TASK STATEMENT: Count the lines in the entries that contain "item". Say the number and nothing more.

Collection entries

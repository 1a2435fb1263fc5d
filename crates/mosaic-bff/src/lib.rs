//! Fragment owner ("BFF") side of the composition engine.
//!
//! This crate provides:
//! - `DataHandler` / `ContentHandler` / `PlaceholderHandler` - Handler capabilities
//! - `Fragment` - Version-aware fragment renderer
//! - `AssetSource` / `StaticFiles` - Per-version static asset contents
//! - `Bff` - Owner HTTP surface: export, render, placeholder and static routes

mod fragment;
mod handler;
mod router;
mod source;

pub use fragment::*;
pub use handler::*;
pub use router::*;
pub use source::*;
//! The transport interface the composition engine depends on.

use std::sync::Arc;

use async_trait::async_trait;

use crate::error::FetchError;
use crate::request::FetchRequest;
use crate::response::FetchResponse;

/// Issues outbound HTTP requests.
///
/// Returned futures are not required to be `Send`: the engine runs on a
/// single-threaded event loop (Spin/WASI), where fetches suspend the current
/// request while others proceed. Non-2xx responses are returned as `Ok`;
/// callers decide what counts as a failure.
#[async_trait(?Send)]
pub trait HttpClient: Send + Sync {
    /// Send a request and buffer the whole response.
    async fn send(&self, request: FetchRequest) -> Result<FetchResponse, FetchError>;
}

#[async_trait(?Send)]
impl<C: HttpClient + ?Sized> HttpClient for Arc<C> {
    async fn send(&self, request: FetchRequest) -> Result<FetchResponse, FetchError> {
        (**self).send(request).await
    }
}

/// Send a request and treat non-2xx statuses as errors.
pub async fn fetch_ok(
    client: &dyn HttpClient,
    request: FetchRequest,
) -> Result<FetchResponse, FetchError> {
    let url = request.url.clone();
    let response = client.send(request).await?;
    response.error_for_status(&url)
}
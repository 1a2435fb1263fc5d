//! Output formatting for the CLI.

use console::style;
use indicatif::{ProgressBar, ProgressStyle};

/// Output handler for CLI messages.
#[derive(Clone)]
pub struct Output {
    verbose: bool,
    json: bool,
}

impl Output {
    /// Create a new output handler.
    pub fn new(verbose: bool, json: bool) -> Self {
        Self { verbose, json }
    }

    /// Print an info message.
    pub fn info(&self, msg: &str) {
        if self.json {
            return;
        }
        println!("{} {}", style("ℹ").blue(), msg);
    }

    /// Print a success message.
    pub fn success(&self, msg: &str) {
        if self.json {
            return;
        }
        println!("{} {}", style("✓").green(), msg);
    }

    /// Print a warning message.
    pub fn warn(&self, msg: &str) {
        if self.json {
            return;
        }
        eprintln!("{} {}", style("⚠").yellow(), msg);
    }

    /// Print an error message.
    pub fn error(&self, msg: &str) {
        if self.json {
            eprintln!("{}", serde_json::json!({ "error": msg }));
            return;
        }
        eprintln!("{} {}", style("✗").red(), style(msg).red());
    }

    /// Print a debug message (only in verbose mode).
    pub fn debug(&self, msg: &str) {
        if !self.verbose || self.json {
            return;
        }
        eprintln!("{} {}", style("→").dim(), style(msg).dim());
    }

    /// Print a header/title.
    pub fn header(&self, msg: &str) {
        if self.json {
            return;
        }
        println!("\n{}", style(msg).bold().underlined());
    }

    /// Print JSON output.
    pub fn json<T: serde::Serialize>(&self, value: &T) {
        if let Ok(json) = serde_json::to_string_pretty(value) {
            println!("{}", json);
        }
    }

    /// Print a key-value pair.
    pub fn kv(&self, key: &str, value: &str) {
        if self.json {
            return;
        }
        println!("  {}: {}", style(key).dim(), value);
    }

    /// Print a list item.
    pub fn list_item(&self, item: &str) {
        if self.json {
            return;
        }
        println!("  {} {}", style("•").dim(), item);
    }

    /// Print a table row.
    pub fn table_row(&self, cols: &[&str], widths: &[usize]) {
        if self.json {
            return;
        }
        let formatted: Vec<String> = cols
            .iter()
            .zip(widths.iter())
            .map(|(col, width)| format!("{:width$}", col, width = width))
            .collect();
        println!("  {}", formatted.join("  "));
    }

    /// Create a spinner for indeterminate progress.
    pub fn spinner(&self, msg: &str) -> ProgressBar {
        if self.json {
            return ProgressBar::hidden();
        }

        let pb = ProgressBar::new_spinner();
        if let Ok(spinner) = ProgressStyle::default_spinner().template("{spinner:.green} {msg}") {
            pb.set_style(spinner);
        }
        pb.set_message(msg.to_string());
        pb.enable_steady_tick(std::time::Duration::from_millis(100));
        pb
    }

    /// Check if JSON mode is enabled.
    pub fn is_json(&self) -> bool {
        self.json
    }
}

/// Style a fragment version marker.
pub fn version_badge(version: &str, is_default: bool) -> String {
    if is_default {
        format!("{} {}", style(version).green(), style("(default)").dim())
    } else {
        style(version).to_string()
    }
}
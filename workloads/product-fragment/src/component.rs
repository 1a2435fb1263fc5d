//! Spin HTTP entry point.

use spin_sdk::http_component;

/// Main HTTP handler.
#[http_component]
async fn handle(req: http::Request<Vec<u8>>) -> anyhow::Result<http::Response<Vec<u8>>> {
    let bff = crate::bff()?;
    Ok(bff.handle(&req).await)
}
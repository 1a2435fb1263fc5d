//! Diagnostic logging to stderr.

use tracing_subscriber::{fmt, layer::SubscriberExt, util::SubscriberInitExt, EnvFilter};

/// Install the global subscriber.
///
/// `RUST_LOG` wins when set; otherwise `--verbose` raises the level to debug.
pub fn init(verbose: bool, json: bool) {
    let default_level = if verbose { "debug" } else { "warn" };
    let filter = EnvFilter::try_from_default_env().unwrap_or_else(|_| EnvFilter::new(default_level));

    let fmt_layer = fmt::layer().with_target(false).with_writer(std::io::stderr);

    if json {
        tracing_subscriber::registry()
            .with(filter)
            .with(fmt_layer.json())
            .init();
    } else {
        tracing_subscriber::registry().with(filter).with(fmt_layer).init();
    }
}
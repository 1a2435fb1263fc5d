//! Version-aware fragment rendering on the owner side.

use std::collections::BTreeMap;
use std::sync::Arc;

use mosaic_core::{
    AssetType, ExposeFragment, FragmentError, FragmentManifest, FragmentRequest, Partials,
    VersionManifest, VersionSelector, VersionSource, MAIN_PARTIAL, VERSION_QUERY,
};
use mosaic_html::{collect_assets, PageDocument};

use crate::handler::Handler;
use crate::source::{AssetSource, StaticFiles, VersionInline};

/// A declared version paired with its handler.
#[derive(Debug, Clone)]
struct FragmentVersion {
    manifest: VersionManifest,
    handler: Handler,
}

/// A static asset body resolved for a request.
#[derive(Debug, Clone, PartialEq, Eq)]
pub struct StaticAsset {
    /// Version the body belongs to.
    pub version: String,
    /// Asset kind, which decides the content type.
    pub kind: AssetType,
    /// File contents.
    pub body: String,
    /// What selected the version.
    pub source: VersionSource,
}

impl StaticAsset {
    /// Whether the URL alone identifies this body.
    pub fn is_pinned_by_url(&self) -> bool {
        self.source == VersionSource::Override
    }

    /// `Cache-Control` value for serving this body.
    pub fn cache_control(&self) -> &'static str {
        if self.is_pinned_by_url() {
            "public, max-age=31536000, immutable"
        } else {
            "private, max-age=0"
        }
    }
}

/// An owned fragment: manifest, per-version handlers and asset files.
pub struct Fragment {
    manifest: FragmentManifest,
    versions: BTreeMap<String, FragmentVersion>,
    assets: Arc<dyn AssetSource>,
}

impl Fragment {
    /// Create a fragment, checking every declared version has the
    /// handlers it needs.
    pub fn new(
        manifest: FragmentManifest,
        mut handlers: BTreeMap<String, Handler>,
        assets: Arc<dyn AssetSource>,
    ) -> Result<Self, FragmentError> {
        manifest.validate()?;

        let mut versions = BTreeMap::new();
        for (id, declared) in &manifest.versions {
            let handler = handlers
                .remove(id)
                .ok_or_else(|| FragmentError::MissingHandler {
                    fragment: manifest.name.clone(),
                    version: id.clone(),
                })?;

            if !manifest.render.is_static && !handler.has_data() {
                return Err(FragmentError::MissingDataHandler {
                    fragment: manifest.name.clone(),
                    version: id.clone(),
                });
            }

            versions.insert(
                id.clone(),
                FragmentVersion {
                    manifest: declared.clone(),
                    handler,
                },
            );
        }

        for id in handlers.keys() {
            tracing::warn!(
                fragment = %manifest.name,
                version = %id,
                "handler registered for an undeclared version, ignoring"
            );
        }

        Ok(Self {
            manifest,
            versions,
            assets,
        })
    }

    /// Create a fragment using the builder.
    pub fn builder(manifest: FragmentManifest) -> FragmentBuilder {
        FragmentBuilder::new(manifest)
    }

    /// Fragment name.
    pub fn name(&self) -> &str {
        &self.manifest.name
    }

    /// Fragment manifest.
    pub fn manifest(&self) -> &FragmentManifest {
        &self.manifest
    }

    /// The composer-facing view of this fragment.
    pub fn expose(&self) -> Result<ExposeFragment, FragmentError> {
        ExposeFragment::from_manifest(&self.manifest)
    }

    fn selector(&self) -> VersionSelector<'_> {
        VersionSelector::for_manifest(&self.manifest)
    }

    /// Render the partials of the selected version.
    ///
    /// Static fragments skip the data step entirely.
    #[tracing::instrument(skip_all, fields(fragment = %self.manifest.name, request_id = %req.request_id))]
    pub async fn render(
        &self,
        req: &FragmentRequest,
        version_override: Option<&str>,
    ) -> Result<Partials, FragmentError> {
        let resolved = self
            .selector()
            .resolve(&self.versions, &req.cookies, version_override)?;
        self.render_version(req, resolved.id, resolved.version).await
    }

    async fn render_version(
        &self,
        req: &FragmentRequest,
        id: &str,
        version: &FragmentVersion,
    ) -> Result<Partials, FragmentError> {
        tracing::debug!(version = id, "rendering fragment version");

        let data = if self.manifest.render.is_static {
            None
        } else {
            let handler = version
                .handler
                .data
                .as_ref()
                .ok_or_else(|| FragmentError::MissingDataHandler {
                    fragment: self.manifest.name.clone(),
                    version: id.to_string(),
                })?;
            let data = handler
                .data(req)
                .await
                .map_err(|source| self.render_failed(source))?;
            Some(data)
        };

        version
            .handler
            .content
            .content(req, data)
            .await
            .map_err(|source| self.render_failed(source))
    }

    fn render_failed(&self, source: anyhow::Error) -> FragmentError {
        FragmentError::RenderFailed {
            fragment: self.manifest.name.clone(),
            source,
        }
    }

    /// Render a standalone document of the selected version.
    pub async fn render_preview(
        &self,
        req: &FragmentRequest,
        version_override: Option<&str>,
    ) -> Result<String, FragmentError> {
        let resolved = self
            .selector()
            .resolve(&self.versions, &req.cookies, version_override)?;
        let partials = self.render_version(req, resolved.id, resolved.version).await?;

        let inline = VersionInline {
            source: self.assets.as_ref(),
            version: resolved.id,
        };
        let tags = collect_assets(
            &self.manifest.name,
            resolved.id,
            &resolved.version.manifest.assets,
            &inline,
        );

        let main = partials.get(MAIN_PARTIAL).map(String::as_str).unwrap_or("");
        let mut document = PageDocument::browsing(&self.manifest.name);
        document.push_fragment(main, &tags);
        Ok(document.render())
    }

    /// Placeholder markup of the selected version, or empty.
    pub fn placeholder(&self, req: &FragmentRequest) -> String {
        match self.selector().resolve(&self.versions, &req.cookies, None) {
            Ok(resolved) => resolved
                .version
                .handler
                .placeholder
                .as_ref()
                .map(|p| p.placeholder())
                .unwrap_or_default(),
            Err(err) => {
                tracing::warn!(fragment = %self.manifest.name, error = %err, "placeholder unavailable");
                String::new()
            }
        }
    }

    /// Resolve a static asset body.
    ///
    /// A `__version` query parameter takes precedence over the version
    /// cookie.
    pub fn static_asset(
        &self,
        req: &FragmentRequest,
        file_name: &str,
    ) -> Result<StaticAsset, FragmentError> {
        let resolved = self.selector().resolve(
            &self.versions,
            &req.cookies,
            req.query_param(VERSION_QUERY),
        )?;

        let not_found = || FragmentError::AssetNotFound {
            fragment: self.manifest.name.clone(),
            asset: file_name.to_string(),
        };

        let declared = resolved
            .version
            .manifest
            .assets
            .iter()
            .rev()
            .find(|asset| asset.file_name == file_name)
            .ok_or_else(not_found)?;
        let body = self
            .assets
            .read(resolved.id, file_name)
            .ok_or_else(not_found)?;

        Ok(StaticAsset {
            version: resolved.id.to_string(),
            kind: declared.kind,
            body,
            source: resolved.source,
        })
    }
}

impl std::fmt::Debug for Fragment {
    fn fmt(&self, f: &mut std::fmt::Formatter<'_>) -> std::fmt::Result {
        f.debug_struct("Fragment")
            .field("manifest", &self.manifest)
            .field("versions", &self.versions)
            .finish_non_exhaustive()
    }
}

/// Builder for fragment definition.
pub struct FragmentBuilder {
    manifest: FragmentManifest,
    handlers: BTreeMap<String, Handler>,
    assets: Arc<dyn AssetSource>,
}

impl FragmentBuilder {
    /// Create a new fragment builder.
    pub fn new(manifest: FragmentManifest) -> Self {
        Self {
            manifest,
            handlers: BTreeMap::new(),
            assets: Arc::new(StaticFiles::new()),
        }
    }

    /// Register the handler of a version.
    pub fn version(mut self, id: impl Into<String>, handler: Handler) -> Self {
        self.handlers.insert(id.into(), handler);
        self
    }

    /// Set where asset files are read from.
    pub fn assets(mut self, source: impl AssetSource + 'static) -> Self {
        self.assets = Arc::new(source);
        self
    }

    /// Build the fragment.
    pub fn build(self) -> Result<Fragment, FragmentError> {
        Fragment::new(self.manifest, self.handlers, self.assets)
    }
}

REPLY: 3